Cape Town - A case scheduled to be heard in the Western Cape High Court on Wednesday is highlighting the difficulties single parents face in applying for school fee exemptions for their children.
Equal Education Law Centre (EELC), which is representing Michelle Saffer, a divorced mother of one, said her case was an example of “a systemic issue in the fee exemption process”.
Saffer wants the court to review and set aside a decision by the head of the Western Cape Education Department to uphold a decision by Fish Hoek High School not to grant her a partial school fee exemption for her daughter.
“The EELC will also ask the court to declare the Fee Exemptions Regulations’ requirement to furnish the combined annual gross income of the parents inconsistent with the constitution and invalid, insofar as it may apply to a mother seeking a fee exemption in Ms Saffer’s position,” the centre said.
In her founding affidavit, Saffer states her daughter started attending the school in 2011 and that she made an application for a fee exemption because she could not afford it.

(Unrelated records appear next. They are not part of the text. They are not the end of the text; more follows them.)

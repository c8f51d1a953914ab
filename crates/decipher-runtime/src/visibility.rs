#![forbid(unsafe_code)]

//! One-shot visibility trigger.
//!
//! A reveal should not start until the user can actually see it. The gate
//! observes the widget area against the viewport each frame; the first time
//! they overlap it fires and stays fired; later scrolling off-screen does
//! not reset a run already under way.

use decipher_core::geometry::Rect;

/// Fire-once trigger for "the element became visible".
#[derive(Debug, Clone, Copy, Default)]
pub struct VisibilityGate {
    fired: bool,
}

impl VisibilityGate {
    /// A gate that has not fired yet.
    pub fn new() -> Self {
        Self::default()
    }

    /// Observe the widget area against the viewport.
    ///
    /// Returns `true` exactly once: on the first call where the two
    /// rectangles overlap. After that the gate is latched and `observe`
    /// returns `false` without looking at the geometry again.
    pub fn observe(&mut self, area: Rect, viewport: Rect) -> bool {
        if self.fired {
            return false;
        }
        if area.intersects(&viewport) {
            self.fired = true;
            return true;
        }
        false
    }

    /// Whether the gate has fired.
    pub fn has_fired(&self) -> bool {
        self.fired
    }
}
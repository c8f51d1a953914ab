#![forbid(unsafe_code)]

//! Cancellation flag for in-flight frame callbacks.
//!
//! A [`CancelToken`] is created alongside a run and a clone of it is captured
//! by whatever schedules frames. Setting the flag guarantees the very next
//! (or currently in-flight) callback is a no-op: callbacks check the token
//! before touching any run state. There is nothing to time out (the reveal
//! loop is bounded by the target length), so the token is a plain latch:
//! once cancelled, always cancelled.

use std::sync::Arc;
use std::sync::atomic::{AtomicBool, Ordering};

/// A cloneable cancellation flag shared between a run's owner and its
/// scheduled callbacks.
#[derive(Debug, Clone, Default)]
pub struct CancelToken {
    flag: Arc<AtomicBool>,
}

impl CancelToken {
    /// Create a fresh, un-cancelled token.
    pub fn new() -> Self {
        Self::default()
    }

    /// Set the flag. Idempotent; never blocks.
    pub fn cancel(&self) {
        self.flag.store(true, Ordering::Release);
    }

    /// Whether the flag has been set on any clone of this token.
    pub fn is_cancelled(&self) -> bool {
        self.flag.load(Ordering::Acquire)
    }
}
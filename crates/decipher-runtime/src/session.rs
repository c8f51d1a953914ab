#![forbid(unsafe_code)]

//! Run lifecycle: visibility-gated start, per-frame advancement,
//! cancellation, and text-keyed identity.
//!
//! A [`RevealSession`] owns exactly one [`RevealRun`] per target text.
//! Changing the text is not a mutation of the in-flight run: the old run's
//! token is cancelled first (so a callback still holding it becomes a
//! no-op), then a brand-new run, token, and visibility gate are created.
//! No run ever observes a text value different from the one it started
//! with.
//!
//! Time spent before the widget becomes visible is discarded; the run clock
//! starts at the first visible frame.

use std::time::Duration;

use decipher_core::cancel::CancelToken;
use decipher_core::charset::Charset;
use decipher_core::geometry::Rect;
use decipher_core::reveal::{DEFAULT_FLIP_DELAY, DEFAULT_REVEAL_DELAY, RevealRun};

use crate::frames::FrameSource;
use crate::visibility::VisibilityGate;

/// Where a session is in its lifecycle.
#[derive(Debug, Clone, Copy, PartialEq, Eq)]
pub enum Phase {
    /// Not yet visible; the run clock has not started.
    Waiting,
    /// Visible and animating.
    Running,
    /// Every character revealed; terminal.
    Complete,
    /// Torn down before completion; terminal.
    Cancelled,
}

/// Tunables shared by every run a session builds.
#[derive(Debug, Clone)]
struct RunConfig {
    reveal_delay: Duration,
    flip_delay: Duration,
    charset: Charset,
    seed: u64,
}

impl RunConfig {
    fn build(&self, text: &str) -> RevealRun {
        RevealRun::new(text)
            .reveal_delay(self.reveal_delay)
            .flip_delay(self.flip_delay)
            .charset(self.charset.clone())
            .seed(self.seed)
    }
}

/// One scramble-reveal component instance.
#[derive(Debug, Clone)]
pub struct RevealSession {
    config: RunConfig,
    run: RevealRun,
    token: CancelToken,
    gate: VisibilityGate,
}

impl RevealSession {
    /// Create a session over `text` with default tunables.
    pub fn new(text: &str) -> Self {
        let config = RunConfig {
            reveal_delay: DEFAULT_REVEAL_DELAY,
            flip_delay: DEFAULT_FLIP_DELAY,
            charset: Charset::default(),
            seed: 0xD1CE,
        };
        let run = config.build(text);
        Self {
            config,
            run,
            token: CancelToken::new(),
            gate: VisibilityGate::new(),
        }
    }

    /// Set the minimum time per revealed character (builder).
    #[must_use]
    pub fn reveal_delay(mut self, delay: Duration) -> Self {
        self.config.reveal_delay = delay;
        self.run = self.config.build(self.run.text());
        self
    }

    /// Set the minimum time between tail re-randomizations (builder).
    #[must_use]
    pub fn flip_delay(mut self, delay: Duration) -> Self {
        self.config.flip_delay = delay;
        self.run = self.config.build(self.run.text());
        self
    }

    /// Set the substitute glyph pool (builder).
    #[must_use]
    pub fn charset(mut self, charset: impl Into<Charset>) -> Self {
        self.config.charset = charset.into();
        self.run = self.config.build(self.run.text());
        self
    }

    /// Set the sampling seed (builder).
    #[must_use]
    pub fn seed(mut self, seed: u64) -> Self {
        self.config.seed = seed;
        self.run = self.config.build(self.run.text());
        self
    }

    /// The target text of the current run.
    pub fn text(&self) -> &str {
        self.run.text()
    }

    /// The current run, for rendering.
    pub fn run(&self) -> &RevealRun {
        &self.run
    }

    /// Mutable access to the current run, as widget state.
    pub fn run_mut(&mut self) -> &mut RevealRun {
        &mut self.run
    }

    /// A clone of the cancellation token, for external teardown.
    pub fn token(&self) -> CancelToken {
        self.token.clone()
    }

    /// Current lifecycle phase.
    pub fn phase(&self) -> Phase {
        if self.token.is_cancelled() {
            Phase::Cancelled
        } else if self.run.is_complete() {
            Phase::Complete
        } else if !self.gate.has_fired() {
            Phase::Waiting
        } else {
            Phase::Running
        }
    }

    /// Whether another frame should be scheduled.
    ///
    /// `false` once the session is complete or cancelled; the loop is
    /// bounded, there are no timeouts.
    pub fn wants_frame(&self) -> bool {
        !self.token.is_cancelled() && !self.run.is_complete()
    }

    /// The frame callback. `area` is where the widget would draw and
    /// `viewport` is what is currently on screen; the run starts on the
    /// first frame where they overlap.
    ///
    /// The cancellation flag is checked before any state is touched, so a
    /// callback that fires after teardown mutates nothing.
    pub fn frame(&mut self, dt: Duration, area: Rect, viewport: Rect) -> Phase {
        if self.token.is_cancelled() {
            return Phase::Cancelled;
        }
        if self.run.is_complete() {
            return Phase::Complete;
        }
        if !self.gate.has_fired() {
            if self.gate.observe(area, viewport) {
                tracing::debug!(text = self.run.text(), "reveal started");
                // The arming frame starts the clock; its dt predates
                // visibility and is discarded.
                return Phase::Running;
            }
            return Phase::Waiting;
        }
        self.run.tick(dt);
        if self.run.is_complete() {
            tracing::debug!(text = self.run.text(), "reveal complete");
            Phase::Complete
        } else {
            Phase::Running
        }
    }

    /// Replace the target text.
    ///
    /// The same text is a no-op. A new text cancels the old run's token and
    /// rebuilds run, token, and gate from scratch; the new run waits for
    /// visibility again and starts fully scrambled.
    pub fn retarget(&mut self, text: &str) {
        if text == self.run.text() {
            return;
        }
        tracing::debug!(from = self.run.text(), to = text, "reveal retargeted");
        self.token.cancel();
        self.run = self.config.build(text);
        self.token = CancelToken::new();
        self.gate = VisibilityGate::new();
    }

    /// Tear the session down. Terminal; the session never animates again.
    pub fn cancel(&mut self) {
        if !self.token.is_cancelled() {
            tracing::debug!(text = self.run.text(), "reveal cancelled");
        }
        self.token.cancel();
    }
}

/// Drive a session to a terminal phase (or source exhaustion) headlessly.
///
/// Frames are requested from the source only while the session wants them,
/// so a source spy observes exactly the scheduling the session asked for.
pub fn drive<S: FrameSource>(
    session: &mut RevealSession,
    frames: &mut S,
    area: Rect,
    viewport: Rect,
) -> Phase {
    while session.wants_frame() {
        let Some(dt) = frames.next_frame() else {
            break;
        };
        session.frame(dt, area, viewport);
    }
    session.phase()
}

According to the press release, the school adopted the view that Saffer and her ex-husband were a “family unit” even though she had a difficult history with her former spouse.
In her affidavit, she said the school had requested the financial particulars of her ex-husband. Saffer indicated she was unable to provide this, and that it was unreasonable of the school to expect her to do so.
Saffer said she later received a letter from the school informing her it had not received the full co-operation of both biological parents and been unable to finalise her application.
She eventually also received a letter of demand for the fees in arrears.
In her answering affidavit, provincial education head Penny Vinjevold said regulations required that the gross annual income of both parents be provided in order for the exemption calculation to be done.
Vinjevold denied Saffer had been subjected to repeat violations of her constitutional and statutory rights in the course of her applications for school fee exemptions.
She said the Western Cape Education Department recognised there were grey areas in the fee exemption policy, which created loopholes and allowed for varied interpretation and application of the policy by school governing bodies and schools.
Vinjevold said the department had made a submission to the Department of Basic Education to review the regulations.